Court Opinion

ID: 9883950
Source: CourtListenerOpinion
Date Created: 2023-10-06 02:27:26.756307+00
Date Added: 2024-06-11T07:48:33.787870
License: Public Domain

John A. Fogleman, Justice, dissenting. I must dissent because I think the court has misconstrued the Habitual Criminal Act as to the probationary sentence. This act is highly penal and must be strictly construed against the state and in favor of the accused. Higgins v. State, 235 Ark. 153, 357 S.W. 2d 499. Otherwise, I would agree that the statute might possibly be construed as the majority has construed it. But if the strict construction rule is applied, the very language of the statute mandates a construction more favorable to appellant.
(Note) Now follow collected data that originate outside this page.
//! Site profile
//!
//! Descriptive statistics of one crawl that feed the reports but not the
//! scores: response-time and word-count distributions and a heuristic
//! guess of the kind of business the site belongs to.

use crate::crawler::PageRecord;
use serde::Serialize;
use std::fmt;

/// Pages inspected for business path signals
const MAX_PROFILED_PAGES: usize = 300;

/// Signals kept per business type
const MAX_SIGNALS: usize = 8;

/// Kind of business a site appears to serve
#[derive(Debug, Clone, Copy, PartialEq, Eq, Serialize)]
#[serde(rename_all = "snake_case")]
pub enum BusinessKind {
    Saas,
    Ecommerce,
    Publisher,
    Agency,
    LocalService,
    Generic,
}

impl BusinessKind {
    /// Candidates in tie-breaking order
    const DETECTABLE: [BusinessKind; 5] = [
        BusinessKind::Saas,
        BusinessKind::Ecommerce,
        BusinessKind::Publisher,
        BusinessKind::Agency,
        BusinessKind::LocalService,
    ];

    pub fn label(&self) -> &'static str {
        match self {
            Self::Saas => "SaaS",
            Self::Ecommerce => "E-commerce",
            Self::Publisher => "Publisher",
            Self::Agency => "Agency",
            Self::LocalService => "Local Service",
            Self::Generic => "Generic",
        }
    }

    fn path_signals(&self) -> &'static [&'static str] {
        match self {
            Self::Saas => &["/pricing", "/features", "/integrations", "/docs", "/platform", "/product"],
            Self::Ecommerce => &["/products", "/product/", "/collections", "/shop", "/cart", "/checkout", "/store"],
            Self::Publisher => &["/blog", "/news", "/articles", "/author", "/category", "/topics"],
            Self::Agency => &["/case-studies", "/portfolio", "/our-work", "/industries", "/clients"],
            Self::LocalService => &["/locations", "/service-area", "/services", "/contact", "/book"],
            Self::Generic => &[],
        }
    }

    fn keyword_signals(&self) -> &'static [&'static str] {
        match self {
            Self::Saas => &["free trial", "book demo", "start free", "software", "platform", "api"],
            Self::Ecommerce => &["add to cart", "buy now", "shop now", "free shipping", "product"],
            Self::Publisher => &["newsletter", "editorial", "read more", "published", "article"],
            Self::Agency => &["case study", "our clients", "results", "portfolio", "growth marketing"],
            Self::LocalService => &["call now", "service area", "licensed", "near you", "schedule service"],
            Self::Generic => &[],
        }
    }
}

impl fmt::Display for BusinessKind {
    fn fmt(&self, f: &mut fmt::Formatter<'_>) -> fmt::Result {
        write!(f, "{}", self.label())
    }
}

/// Detected business type with its share of all signal points
#[derive(Debug, Clone, PartialEq, Serialize)]
pub struct BusinessType {
    pub kind: BusinessKind,
    /// Winner's points over all points, in [0, 1]
    pub confidence: f64,
    pub signals: Vec<String>,
}

impl BusinessType {
    fn generic() -> Self {
        Self {
            kind: BusinessKind::Generic,
            confidence: 0.0,
            signals: Vec::new(),
        }
    }
}

/// Response times of pages that answered, in milliseconds
#[derive(Debug, Clone, Default, PartialEq, Serialize)]
pub struct ResponseTimes {
    pub median_ms: Option<f64>,
    pub p90_ms: Option<f64>,
}

/// Word counts of HTML pages
#[derive(Debug, Clone, Default, PartialEq, Serialize)]
pub struct WordCounts {
    pub p25: Option<f64>,
    pub median: Option<f64>,
    pub p75: Option<f64>,
}

#[derive(Debug, Clone, PartialEq, Serialize)]
pub struct SiteProfile {
    pub response_times: ResponseTimes,
    pub word_counts: WordCounts,
    pub business: BusinessType,
}

/// Profiles the crawled pages of the site starting at `start_url`
pub fn profile(pages: &[PageRecord], start_url: &str) -> SiteProfile {
    let response: Vec<f64> = pages
        .iter()
        .filter_map(|p| p.response_ms)
        .map(|ms| ms as f64)
        .collect();
    let words: Vec<f64> = pages
        .iter()
        .filter_map(|p| p.signals.as_ref())
        .map(|s| s.word_count as f64)
        .collect();

    SiteProfile {
        response_times: ResponseTimes {
            median_ms: median(&response),
            p90_ms: percentile(&response, 0.90),
        },
        word_counts: WordCounts {
            p25: percentile(&words, 0.25),
            median: median(&words),
            p75: percentile(&words, 0.75),
        },
        business: detect_business(pages, start_url),
    }
}

/// Nearest-rank percentile; the rank index rounds half to even
pub fn percentile(values: &[f64], p: f64) -> Option<f64> {
    let ordered = sorted(values);
    let last = ordered.len().checked_sub(1)?;
    let idx = ((last as f64) * p).round_ties_even() as usize;
    ordered.get(idx.min(last)).copied()
}

/// Middle value, or the mean of the two middle values
pub fn median(values: &[f64]) -> Option<f64> {
    let ordered = sorted(values);
    let n = ordered.len();
    match n {
        0 => None,
        _ if n % 2 == 1 => Some(ordered[n / 2]),
        _ => Some((ordered[n / 2 - 1] + ordered[n / 2]) / 2.0),
    }
}

fn sorted(values: &[f64]) -> Vec<f64> {
    let mut ordered = values.to_vec();
    ordered.sort_by(f64::total_cmp);
    ordered
}

/// Scores URL paths (2 points per page) and homepage keywords (1 point each)
pub fn detect_business(pages: &[PageRecord], start_url: &str) -> BusinessType {
    let kinds = BusinessKind::DETECTABLE;
    let mut points = [0u32; 5];
    let mut signals: [Vec<String>; 5] = Default::default();

    let html: Vec<_> = pages.iter().filter(|p| p.signals.is_some()).collect();

    for page in html.iter().take(MAX_PROFILED_PAGES) {
        let path = url::Url::parse(&page.url)
            .map(|u| u.path().to_lowercase())
            .unwrap_or_else(|_| "/".to_string());
        for (i, kind) in kinds.iter().enumerate() {
            if let Some(pattern) = kind.path_signals().iter().find(|p| path.contains(**p)) {
                points[i] += 2;
                if signals[i].len() < MAX_SIGNALS {
                    signals[i].push(format!("path signal: {} ({})", pattern, path));
                }
            }
        }
    }

    let home = html.first().and_then(|p| p.signals.as_ref());
    let homepage_text = [
        home.and_then(|s| s.title.as_deref()).unwrap_or_default(),
        home.and_then(|s| s.meta_description.as_deref()).unwrap_or_default(),
        start_url,
    ]
    .join(" ")
    .to_lowercase();

    for (i, kind) in kinds.iter().enumerate() {
        for keyword in kind.keyword_signals() {
            if homepage_text.contains(*keyword) {
                points[i] += 1;
                if signals[i].len() < MAX_SIGNALS {
                    signals[i].push(format!("keyword signal: {}", keyword));
                }
            }
        }
    }

    // First kind wins ties
    let mut winner = 0;
    for i in 1..kinds.len() {
        if points[i] > points[winner] {
            winner = i;
        }
    }
    if points[winner] == 0 {
        return BusinessType::generic();
    }

    let total: u32 = points.iter().sum();
    BusinessType {
        kind: kinds[winner],
        confidence: (points[winner] as f64 / total as f64 * 1000.0).round() / 1000.0,
        signals: std::mem::take(&mut signals[winner]),
    }
}
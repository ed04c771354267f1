//! Integration tests for the crawler
//!
//! These tests use wiremock to create mock HTTP servers and run the real
//! HTTP fetcher and crawler end-to-end.

use site_audit::config::AuditOptions;
use site_audit::crawler::{CrawlOutcome, CrawlSettings, Crawler, Fetcher, HttpFetcher};
use site_audit::robots::fetch_robots;
use site_audit::state::{AbortReason, CrawlState, PageState};
use site_audit::url::{Scope, TargetGuard};
use std::sync::Arc;
use tokio_util::sync::CancellationToken;
use url::Url;
use wiremock::matchers::{method, path};
use wiremock::{Mock, MockServer, ResponseTemplate};

fn test_options(max_pages: usize) -> AuditOptions {
    AuditOptions::builder()
        .max_pages(max_pages)
        .concurrency(1)
        .request_delay_seconds(0.0)
        .timeout_seconds(5)
        .failure_threshold(3)
        .allow_private_targets(true)
        .build()
        .expect("valid test options")
}

fn html(body: &str) -> ResponseTemplate {
    ResponseTemplate::new(200).set_body_raw(
        format!("<html><head><title>Page</title></head><body>{}</body></html>", body),
        "text/html; charset=utf-8",
    )
}

async fn mount_page(server: &MockServer, route: &str, response: ResponseTemplate, expected: u64) {
    Mock::given(method("GET"))
        .and(path(route))
        .respond_with(response)
        .expect(expected)
        .mount(server)
        .await;
}

async fn crawl(server: &MockServer, options: &AuditOptions, cancel: CancellationToken) -> CrawlOutcome {
    let guard = TargetGuard::new(true);
    let scope = Scope::from_url(Url::parse(&server.uri()).unwrap(), false).unwrap();
    let fetcher: Arc<dyn Fetcher> = Arc::new(HttpFetcher::new(options, guard).unwrap());
    let robots = fetch_robots(fetcher.as_ref(), &scope).await;

    Crawler::new(
        CrawlSettings::from_options(options),
        scope,
        fetcher,
        guard,
        robots.robots,
        options.user_agent.product_token(),
    )
    .run(cancel)
    .await
}

fn paths(outcome: &CrawlOutcome) -> Vec<String> {
    outcome
        .pages
        .iter()
        .map(|p| Url::parse(&p.url).unwrap().path().to_string())
        .collect()
}

#[tokio::test]
async fn test_budget_stops_breadth_first_crawl() {
    let server = MockServer::start().await;
    mount_page(&server, "/", html(r#"<a href="/a">A</a><a href="/b">B</a>"#), 1).await;
    mount_page(&server, "/a", html(r#"<a href="/c">C</a>"#), 1).await;
    mount_page(&server, "/b", html("leaf"), 1).await;
    mount_page(&server, "/c", html("off budget"), 0).await;

    let outcome = crawl(&server, &test_options(3), CancellationToken::new()).await;

    assert_eq!(paths(&outcome), vec!["/", "/a", "/b"]);
    assert_eq!(outcome.stats.state, CrawlState::Completed);
    assert_eq!(outcome.stats.budget_remaining, 0);
    assert_eq!(outcome.stats.urls_discovered, 4);
}

#[tokio::test]
async fn test_server_error_recorded_and_crawl_continues() {
    let server = MockServer::start().await;
    mount_page(&server, "/", html(r#"<a href="/broken">x</a><a href="/ok">y</a>"#), 1).await;
    mount_page(&server, "/broken", ResponseTemplate::new(500), 1).await;
    mount_page(&server, "/ok", html("fine"), 1).await;

    let outcome = crawl(&server, &test_options(10), CancellationToken::new()).await;

    assert_eq!(outcome.stats.state, CrawlState::Completed);
    assert_eq!(outcome.stats.pages_visited, 3);
    assert_eq!(outcome.stats.pages_failed, 1);
    let failure = &outcome.stats.failures[0];
    assert!(failure.url.ends_with("/broken"));
    assert_eq!(failure.state, PageState::HttpError);
    assert_eq!(failure.status_code, Some(500));

    let broken = outcome.pages.iter().find(|p| p.url.ends_with("/broken")).unwrap();
    assert!(broken.signals.is_none());
}

#[tokio::test]
async fn test_no_url_fetched_twice() {
    let server = MockServer::start().await;
    mount_page(&server, "/", html(r#"<a href="/a">A</a><a href="/b">B</a><a href="/">Home</a>"#), 1).await;
    mount_page(&server, "/a", html(r#"<a href="/b">B</a><a href="/">Home</a><a href="/a#top">Self</a>"#), 1).await;
    mount_page(&server, "/b", html(r#"<a href="/a">A</a><a href="/">Home</a>"#), 1).await;

    let outcome = crawl(&server, &test_options(50), CancellationToken::new()).await;

    let mut visited = paths(&outcome);
    let total = visited.len();
    visited.sort();
    visited.dedup();
    assert_eq!(visited.len(), total);
    assert_eq!(total, 3);
}

#[tokio::test]
async fn test_robots_disallowed_links_never_fetched() {
    let server = MockServer::start().await;
    mount_page(
        &server,
        "/robots.txt",
        ResponseTemplate::new(200).set_body_string("User-agent: *\nDisallow: /private\n"),
        1,
    )
    .await;
    mount_page(&server, "/", html(r#"<a href="/private/x">P</a><a href="/public">Q</a>"#), 1).await;
    mount_page(&server, "/private/x", html("secret"), 0).await;
    mount_page(&server, "/public", html("open"), 1).await;

    let outcome = crawl(&server, &test_options(10), CancellationToken::new()).await;

    assert_eq!(paths(&outcome), vec!["/", "/public"]);
    assert_eq!(outcome.stats.skipped_by_robots, 1);
}

#[tokio::test]
async fn test_consecutive_failures_abort_with_partial_results() {
    let server = MockServer::start().await;
    let links: String = (1..=6).map(|i| format!(r#"<a href="/e{}">e</a>"#, i)).collect();
    mount_page(&server, "/", html(&links), 1).await;
    for i in 1..=3 {
        mount_page(&server, &format!("/e{}", i), ResponseTemplate::new(503), 1).await;
    }
    for i in 4..=6 {
        mount_page(&server, &format!("/e{}", i), ResponseTemplate::new(503), 0).await;
    }

    let outcome = crawl(&server, &test_options(10), CancellationToken::new()).await;

    assert_eq!(
        outcome.stats.state,
        CrawlState::Aborted(AbortReason::FailureThreshold {
            consecutive_failures: 3
        })
    );
    assert_eq!(outcome.stats.pages_visited, 4);
    assert!(outcome.pages[0].signals.is_some());
}

#[tokio::test]
async fn test_redirect_target_not_fetched_again() {
    let server = MockServer::start().await;
    let new_url = format!("{}/new", server.uri());
    mount_page(&server, "/", html(r#"<a href="/old">old</a><a href="/other">other</a>"#), 1).await;
    mount_page(
        &server,
        "/old",
        ResponseTemplate::new(301).insert_header("location", new_url.as_str()),
        1,
    )
    .await;
    mount_page(&server, "/new", html("moved"), 1).await;
    mount_page(&server, "/other", html(r#"<a href="/new">new</a>"#), 1).await;

    let outcome = crawl(&server, &test_options(10), CancellationToken::new()).await;

    let old = outcome.pages.iter().find(|p| p.url.ends_with("/old")).unwrap();
    assert_eq!(old.final_url, new_url);
    assert_eq!(old.redirect_hops, 1);
    assert_eq!(old.state, PageState::Processed);
    assert_eq!(paths(&outcome), vec!["/", "/old", "/other"]);
}

#[tokio::test]
async fn test_queued_redirect_target_not_fetched_again() {
    let server = MockServer::start().await;
    let new_url = format!("{}/new", server.uri());
    // "/new" is queued before "/old" resolves to it
    mount_page(&server, "/", html(r#"<a href="/old">old</a><a href="/new">new</a>"#), 1).await;
    mount_page(
        &server,
        "/old",
        ResponseTemplate::new(301).insert_header("location", new_url.as_str()),
        1,
    )
    .await;
    mount_page(&server, "/new", html("moved"), 1).await;

    let outcome = crawl(&server, &test_options(10), CancellationToken::new()).await;

    assert_eq!(paths(&outcome), vec!["/", "/old"]);
    assert_eq!(outcome.stats.pages_visited, 2);
}

#[tokio::test]
async fn test_cancelled_crawl_returns_aborted_state() {
    let server = MockServer::start().await;
    mount_page(&server, "/", html("home"), 0).await;

    let cancel = CancellationToken::new();
    cancel.cancel();
    let outcome = crawl(&server, &test_options(10), cancel).await;

    assert_eq!(outcome.stats.state, CrawlState::Aborted(AbortReason::Cancelled));
    assert!(outcome.pages.is_empty());
    assert!(outcome.stats.state.is_partial());
}

#[tokio::test]
async fn test_non_html_response_has_no_signals() {
    let server = MockServer::start().await;
    mount_page(&server, "/", html(r#"<a href="/report.pdf">pdf</a>"#), 1).await;
    mount_page(
        &server,
        "/report.pdf",
        ResponseTemplate::new(200).set_body_raw(b"%PDF-1.4".to_vec(), "application/pdf"),
        1,
    )
    .await;

    let outcome = crawl(&server, &test_options(10), CancellationToken::new()).await;

    let pdf = &outcome.pages[1];
    assert_eq!(pdf.state, PageState::NonHtml);
    assert!(pdf.signals.is_none());
    assert_eq!(outcome.stats.html_pages, 1);
    assert_eq!(outcome.stats.pages_failed, 0);
}
//! Report template substitution
//!
//! Styled HTML reports are produced outside this crate from a template that
//! carries exactly one findings marker. This module only fills the marker.

use crate::audit::AuditResult;
use crate::output::markdown::render_findings_payload;
use crate::output::traits::{OutputError, OutputResult};

/// Placeholder replaced by the findings payload
pub const FINDINGS_MARKER: &str = "{{FINDINGS}}";

/// Replaces the single [`FINDINGS_MARKER`] in `template` with `payload`
///
/// Fails with `OutputError::Format` when the marker is absent or appears
/// more than once.
pub fn fill_template(template: &str, payload: &str) -> OutputResult<String> {
    match template.matches(FINDINGS_MARKER).count() {
        0 => Err(OutputError::Format(format!(
            "template has no {} marker",
            FINDINGS_MARKER
        ))),
        1 => Ok(template.replacen(FINDINGS_MARKER, payload, 1)),
        n => Err(OutputError::Format(format!(
            "template has {} {} markers, expected one",
            n, FINDINGS_MARKER
        ))),
    }
}

/// Fills `template` with the rendered findings of `result`
pub fn render_template(template: &str, result: &AuditResult) -> OutputResult<String> {
    fill_template(template, &render_findings_payload(result))
}

#[cfg(test)]
mod tests {
    use super::*;
    use crate::output::fixtures::sample_result;

    #[test]
    fn test_marker_replaced() {
        let html = fill_template("<main>{{FINDINGS}}</main>", "### Technical").unwrap();
        assert_eq!(html, "<main>### Technical</main>");
    }

    #[test]
    fn test_missing_marker_rejected() {
        let err = fill_template("<main></main>", "x").unwrap_err();
        assert!(matches!(err, OutputError::Format(_)));
    }

    #[test]
    fn test_duplicate_marker_rejected() {
        let err = fill_template("{{FINDINGS}}<hr>{{FINDINGS}}", "x").unwrap_err();
        assert!(err.to_string().contains("2 {{FINDINGS}} markers"));
    }

    #[test]
    fn test_payload_with_marker_text_is_not_reexpanded() {
        let html = fill_template("<p>{{FINDINGS}}</p>", "literal {{FINDINGS}}").unwrap();
        assert_eq!(html, "<p>literal {{FINDINGS}}</p>");
    }

    #[test]
    fn test_render_template_uses_findings_payload() {
        let html = render_template("<body>{{FINDINGS}}</body>", &sample_result()).unwrap();
        assert!(html.contains("#### [Critical] HTTP errors during crawl"));
        assert!(!html.contains(FINDINGS_MARKER));
    }
}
Actually the Habitual Criminal Act imposes collateral consequences just as did the statutes involved in State Medical Board v. Rodgers, 190 Ark. 266, 79 S.W. 2d 83; Tucker v. State, 248 Ark. 979, 455 S.W. 2d 888; and Sutherland v. Arkansas Department of Insurance, 250 Ark. 903, 467 S.W. 2d 724. If there is any difference, a statute calling for greatly extended terms of imprisonment may well call for an interpretation more, rather than less, favorable to appellant. But this is mandated by the very language of the act itself. The language seized upon by the majority, “punishable by imprisonment in the penitentiary,” is not a limitation on the word “conviction.” The purpose is to eliminate misdemeanors. The meaning of the word conviction is made clear by Ark. Stat. Ann. § 43-2330 (Repl. 1964) which speaks to that which must be proved as a prior conviction, i.e., the “conviction and judgment of imprisonment in the penitentiary.” There could be no other reason for including the words “judgment of imprisonment in the penitentiary.”